<<<<
use rayon::prelude::*;
use rust_decimal::Decimal;
use rust_decimal_macros::dec;
use serde::{Deserialize, Serialize};
use std::fmt;
use std::str::FromStr;
use std::time::Instant;

use crate::error::VillaInvestError;
use crate::project::{evaluate, EngineConfig, FinancialMetrics, ProjectParameters};
use crate::scenarios::sweep::{pinned_config, ParameterField, MAX_SWEEP_POINTS};
use crate::types::*;
use crate::VillaInvestResult;

/// Metric read out of each evaluated scenario
#[derive(Debug, Clone, Copy, PartialEq, Eq, Hash, Serialize, Deserialize)]
#[serde(rename_all = "snake_case")]
pub enum MetricKind {
    NpvMin,
    NpvMax,
    IrrMin,
    IrrMax,
    RoiMin,
    RoiMax,
    AnnualizedRoiMin,
    AnnualizedRoiMax,
    PaybackMin,
    PaybackMax,
    NetProfitMin,
    NetProfitMax,
    GrossProfit,
    OperatingProfit,
    ConstructionCost,
}

impl MetricKind {
    pub const ALL: [MetricKind; 15] = [
        MetricKind::NpvMin,
        MetricKind::NpvMax,
        MetricKind::IrrMin,
        MetricKind::IrrMax,
        MetricKind::RoiMin,
        MetricKind::RoiMax,
        MetricKind::AnnualizedRoiMin,
        MetricKind::AnnualizedRoiMax,
        MetricKind::PaybackMin,
        MetricKind::PaybackMax,
        MetricKind::NetProfitMin,
        MetricKind::NetProfitMax,
        MetricKind::GrossProfit,
        MetricKind::OperatingProfit,
        MetricKind::ConstructionCost,
    ];

    pub fn as_str(&self) -> &'static str {
        match self {
            MetricKind::NpvMin => "npv_min",
            MetricKind::NpvMax => "npv_max",
            MetricKind::IrrMin => "irr_min",
            MetricKind::IrrMax => "irr_max",
            MetricKind::RoiMin => "roi_min",
            MetricKind::RoiMax => "roi_max",
            MetricKind::AnnualizedRoiMin => "annualized_roi_min",
            MetricKind::AnnualizedRoiMax => "annualized_roi_max",
            MetricKind::PaybackMin => "payback_min",
            MetricKind::PaybackMax => "payback_max",
            MetricKind::NetProfitMin => "net_profit_min",
            MetricKind::NetProfitMax => "net_profit_max",
            MetricKind::GrossProfit => "gross_profit",
            MetricKind::OperatingProfit => "operating_profit",
            MetricKind::ConstructionCost => "construction_cost",
        }
    }

    /// Value of this metric, `None` when undefined for the scenario.
    pub fn extract(&self, m: &FinancialMetrics) -> Option<Decimal> {
        match self {
            MetricKind::NpvMin => Some(m.npv_min),
            MetricKind::NpvMax => Some(m.npv_max),
            MetricKind::IrrMin => m.irr_min,
            MetricKind::IrrMax => m.irr_max,
            MetricKind::RoiMin => m.roi_min_pct,
            MetricKind::RoiMax => m.roi_max_pct,
            MetricKind::AnnualizedRoiMin => m.annualized_roi_min,
            MetricKind::AnnualizedRoiMax => m.annualized_roi_max,
            MetricKind::PaybackMin => m.payback_years_min,
            MetricKind::PaybackMax => m.payback_years_max,
            MetricKind::NetProfitMin => Some(m.net_annual_profit_with_subsidy_min),
            MetricKind::NetProfitMax => Some(m.net_annual_profit_with_subsidy_max),
            MetricKind::GrossProfit => Some(m.gross_annual_profit),
            MetricKind::OperatingProfit => Some(m.operating_profit),
            MetricKind::ConstructionCost => Some(m.total_construction_cost),
        }
    }
}

impl fmt::Display for MetricKind {
    fn fmt(&self, f: &mut fmt::Formatter<'_>) -> fmt::Result {
        f.write_str(self.as_str())
    }
}

impl FromStr for MetricKind {
    type Err = VillaInvestError;

    fn from_str(s: &str) -> Result<Self, Self::Err> {
        let key = s.to_lowercase().replace('-', "_");
        MetricKind::ALL
            .iter()
            .copied()
            .find(|m| m.as_str() == key)
            .ok_or_else(|| VillaInvestError::InvalidInput {
                field: "metric".into(),
                reason: format!("Unknown metric '{s}'"),
            })
    }
}

/// Input for 2-way sensitivity analysis
#[derive(Debug, Clone, Serialize, Deserialize)]
pub struct SensitivityInput {
    #[serde(default)]
    pub parameters: ProjectParameters,
    #[serde(default)]
    pub config: EngineConfig,
    /// Row variable; `name` must be a sweepable parameter
    pub variable_1: SensitivityVariable,
    /// Column variable
    pub variable_2: SensitivityVariable,
    pub output_metric: MetricKind,
}

/// Output of 2-way sensitivity analysis
#[derive(Debug, Clone, Serialize, Deserialize)]
pub struct SensitivityOutput {
    pub variable_1_name: String,
    pub variable_2_name: String,
    pub variable_1_values: Vec<Decimal>,
    pub variable_2_values: Vec<Decimal>,
    pub output_metric: MetricKind,
    /// Matrix[i][j] = metric when variable_1 = variable_1_values[i], variable_2 = variable_2_values[j]
    pub matrix: Vec<Vec<Option<Decimal>>>,
    pub base_case_value: Option<Decimal>,
    /// Position of the base case in the matrix (row, col)
    pub base_case_position: (usize, usize),
}

/// Generate the sweep values for a sensitivity variable from min to max with step.
pub fn generate_sweep_values(var: &SensitivityVariable) -> VillaInvestResult<Vec<Decimal>> {
    if var.step <= Decimal::ZERO {
        return Err(VillaInvestError::InvalidInput {
            field: format!("variable:{}", var.name),
            reason: "Step must be positive".into(),
        });
    }
    if var.min > var.max {
        return Err(VillaInvestError::InvalidInput {
            field: format!("variable:{}", var.name),
            reason: "Min must be <= max".into(),
        });
    }

    let points = (var.max - var.min)
        .checked_div(var.step)
        .map(|n| n.floor())
        // Up to two values beyond the whole steps: min itself and a closing max
        .filter(|n| *n + dec!(2) <= Decimal::from(MAX_SWEEP_POINTS as u64));
    if points.is_none() {
        return Err(VillaInvestError::InvalidInput {
            field: format!("variable:{}", var.name),
            reason: format!("Range and step give more than {MAX_SWEEP_POINTS} values"),
        });
    }

    let mut values = Vec::new();
    let mut current = var.min;
    while current <= var.max {
        values.push(current);
        current += var.step;
    }
    // Close the range when the step overshoots max
    if let Some(&last) = values.last() {
        if last < var.max {
            values.push(var.max);
        }
    }

    Ok(values)
}

/// Index of the value nearest to `target`.
fn closest_index(values: &[Decimal], target: Decimal) -> usize {
    values
        .iter()
        .enumerate()
        .min_by_key(|(_, v)| (**v - target).abs())
        .map(|(i, _)| i)
        .unwrap_or(0)
}

/// Evaluate a 2-way grid of one metric over two swept parameters.
///
/// Rows are evaluated in parallel. Cells that fail validation, or whose
/// metric is undefined, are `None`.
pub fn evaluate_sensitivity(
    input: &SensitivityInput,
) -> VillaInvestResult<ComputationOutput<SensitivityOutput>> {
    let start = Instant::now();
    let mut warnings: Vec<String> = Vec::new();

    let field_1: ParameterField = input.variable_1.name.parse()?;
    let field_2: ParameterField = input.variable_2.name.parse()?;
    if field_1 == field_2 {
        return Err(VillaInvestError::InvalidInput {
            field: "variable_2".into(),
            reason: "Sensitivity variables must differ".into(),
        });
    }
    input.config.validate()?;
    let config = pinned_config(&input.config);

    let v1_values = generate_sweep_values(&input.variable_1)?;
    let v2_values = generate_sweep_values(&input.variable_2)?;

    let rows: Vec<(Vec<Option<Decimal>>, Vec<String>)> = v1_values
        .par_iter()
        .map(|&v1| {
            let mut row = Vec::with_capacity(v2_values.len());
            let mut failures = Vec::new();
            for &v2 in &v2_values {
                let cell = field_1
                    .apply(&input.parameters, v1)
                    .and_then(|p| field_2.apply(&p, v2))
                    .and_then(|p| evaluate(&p, &config, None));
                match cell {
                    Ok(metrics) => row.push(input.output_metric.extract(&metrics)),
                    Err(e) => {
                        failures.push(format!("Evaluation failed at ({v1}, {v2}): {e}"));
                        row.push(None);
                    }
                }
            }
            (row, failures)
        })
        .collect();

    let mut matrix = Vec::with_capacity(rows.len());
    for (row, failures) in rows {
        warnings.extend(failures);
        matrix.push(row);
    }

    let mid1 = (input.variable_1.min + input.variable_1.max) / dec!(2);
    let mid2 = (input.variable_2.min + input.variable_2.max) / dec!(2);
    let base_row = closest_index(&v1_values, mid1);
    let base_col = closest_index(&v2_values, mid2);
    let base_case_value = matrix[base_row][base_col];

    let output = SensitivityOutput {
        variable_1_name: field_1.as_str().into(),
        variable_2_name: field_2.as_str().into(),
        variable_1_values: v1_values,
        variable_2_values: v2_values,
        output_metric: input.output_metric,
        matrix,
        base_case_value,
        base_case_position: (base_row, base_col),
    };

    let elapsed = start.elapsed().as_micros() as u64;
    Ok(with_metadata(
        "2-Way Sensitivity Analysis",
        &serde_json::json!({
            "variable_1": field_1.as_str(),
            "variable_2": field_2.as_str(),
            "output_metric": input.output_metric.as_str(),
            "rate_method": config.rate_method.to_string(),
        }),
        warnings,
        elapsed,
        output,
    ))
}

#[cfg(test)]
mod tests {
    use super::*;

    fn sample_input() -> SensitivityInput {
        SensitivityInput {
            parameters: ProjectParameters::default(),
            config: EngineConfig {
                financing_aware: false,
                ..Default::default()
            },
            variable_1: SensitivityVariable {
                name: "price_per_night".into(),
                min: dec!(3000),
                max: dec!(4000),
                step: dec!(250),
            },
            variable_2: SensitivityVariable {
                name: "occupancy_rate".into(),
                min: dec!(0.3),
                max: dec!(0.5),
                step: dec!(0.1),
            },
            output_metric: MetricKind::NpvMin,
        }
    }

    #[test]
    fn test_grid_dimensions_and_base_case() {
        let result = evaluate_sensitivity(&sample_input()).unwrap();
        let out = &result.result;
        assert_eq!(out.variable_1_values.len(), 5);
        assert_eq!(out.variable_2_values.len(), 3);
        assert_eq!(out.matrix.len(), 5);
        assert_eq!(out.matrix[0].len(), 3);
        // Midpoints 3500 / 0.4 land on the default scenario
        assert_eq!(out.base_case_position, (2, 1));
        assert!(result.warnings.is_empty());
    }

    #[test]
    fn test_npv_increases_with_price_and_occupancy() {
        let out = evaluate_sensitivity(&sample_input()).unwrap().result;
        for i in 0..out.matrix.len() - 1 {
            assert!(out.matrix[i + 1][0].unwrap() > out.matrix[i][0].unwrap());
        }
        for j in 0..out.matrix[0].len() - 1 {
            assert!(out.matrix[0][j + 1].unwrap() > out.matrix[0][j].unwrap());
        }
    }

    #[test]
    fn test_invalid_cells_are_none() {
        let mut input = sample_input();
        input.variable_2 = SensitivityVariable {
            name: "occupancy_rate".into(),
            min: dec!(0.9),
            max: dec!(1.1),
            step: dec!(0.1),
        };
        let result = evaluate_sensitivity(&input).unwrap();
        assert!(result.result.matrix.iter().all(|row| row[2].is_none()));
        assert_eq!(result.warnings.len(), 5);
    }

    #[test]
    fn test_unknown_variable_rejected() {
        let mut input = sample_input();
        input.variable_1.name = "weather".into();
        assert!(evaluate_sensitivity(&input).is_err());
    }

    #[test]
    fn test_same_variable_rejected() {
        let mut input = sample_input();
        input.variable_2.name = "price_per_night".into();
        assert!(evaluate_sensitivity(&input).is_err());
    }

    #[test]
    fn test_sweep_with_non_exact_step() {
        let var = SensitivityVariable {
            name: "test".into(),
            min: dec!(0),
            max: dec!(1),
            step: dec!(0.3),
        };
        let vals = generate_sweep_values(&var).unwrap();
        assert_eq!(vals.len(), 5);
        assert_eq!(*vals.last().unwrap(), dec!(1));
    }

    #[test]
    fn test_invalid_step() {
        let var = SensitivityVariable {
            name: "bad".into(),
            min: dec!(0),
            max: dec!(1),
            step: dec!(0),
        };
        assert!(generate_sweep_values(&var).is_err());
    }

    #[test]
    fn test_tiny_step_rejected() {
        let var = SensitivityVariable {
            name: "price_per_night".into(),
            min: dec!(3000),
            max: dec!(4000),
            step: dec!(0.0000001),
        };
        assert!(matches!(
            generate_sweep_values(&var),
            Err(VillaInvestError::InvalidInput { .. })
        ));
    }

    #[test]
    fn test_metric_names() {
        for metric in MetricKind::ALL {
            assert_eq!(metric.as_str().parse::<MetricKind>().unwrap(), metric);
        }
    }
}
>>>>
Whenever a line of the data includes the word "NetProfitMin", show that line in full.

    NetProfitMin,
        MetricKind::NetProfitMin,
            MetricKind::NetProfitMin => "net_profit_min",
            MetricKind::NetProfitMin => Some(m.net_annual_profit_with_subsidy_min),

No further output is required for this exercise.